Multi-beam antennas are changing the way engineers design in-building wireless solutions for certain stadiums and arenas. In February, Verizon announced the use of multi-beam antennas at US Bank Stadium as a part of their Super Bowl 52 preparation. And, more recently AT&T announced the use of multi-beam antennas at Amalie Arena.
The attraction to multi-beam antennas is simple. Using multi-beam antennas, the cellular carriers can provide a high deal of capacity from a single antenna solution. And, in the proper scenarios, multi-beam antennas can drastically reduce the amount of wireless infrastructure needing to be installed within a stadium or arena thereby potentially reducing the overall cost.
A recent article published by Mobile Sports Report describes AT&T’s deployment of the MatSing RF Lens Multi-Beam antennas, also called MatSing balls at Amalie Arena.
- MatSing balls have made a permanent appearance at U.S. Bank Stadium for Super Bowl 52
- AT&T is rebuilding the distributed antenna system at Amalie Arena (home of the NHL’s Tampa Bay Lightning)

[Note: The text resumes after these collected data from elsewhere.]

use thiserror::Error;

use crate::core::types::{ArmyId, CastleId, FactionId, OrderId, Position};

#[derive(Error, Debug)]
pub enum SimError {
    #[error("Validation failed: {0}")]
    Validation(String),

    #[error("No route from {from} to {to}")]
    Unreachable { from: Position, to: Position },

    #[error("Insufficient resources for {faction}: need {needed}, have {available}")]
    InsufficientResources {
        faction: FactionId,
        needed: u32,
        available: u32,
    },

    #[error("Invalid target: {0}")]
    InvalidTarget(String),

    /// An entity referenced data the static catalog does not contain
    #[error("Corrupt catalog: {0}")]
    Catalog(String),

    #[error("Army not found: {0}")]
    ArmyNotFound(ArmyId),

    #[error("Castle not found: {0}")]
    CastleNotFound(CastleId),

    #[error("Order not found: {0}")]
    OrderNotFound(OrderId),

    #[error("Invalid configuration: {0}")]
    Config(String),

    #[error("IO error: {0}")]
    IoError(#[from] std::io::Error),

    #[error("TOML error: {0}")]
    TomlError(#[from] toml::de::Error),

    #[error("Serialization error: {0}")]
    SerdeError(#[from] serde_json::Error),
}

impl SimError {
    /// Every failure except a corrupt catalog is local to one command and
    /// leaves the simulation running.
    pub fn is_recoverable(&self) -> bool {
        !matches!(self, SimError::Catalog(_))
    }
}

pub type Result<T> = std::result::Result<T, SimError>;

- The new system is also sort of a coming-out event for MatSing the company
“The new system is also sort of a coming-out event for MatSing the company, which has largely remained in the background the past few years as AT&T and Verizon Wireless have used its unique “lens” antennas to bring cellular coverage to events as diverse as the Coachella Music Festival, the presidential inauguration and the Indy 500. But as cellular carriers and venue owners and operators look for ways to increase density or granularity of coverage, MatSing’s unique gear may find its way into more permanent deployments, especially if the Amalie Arena network proves successful.”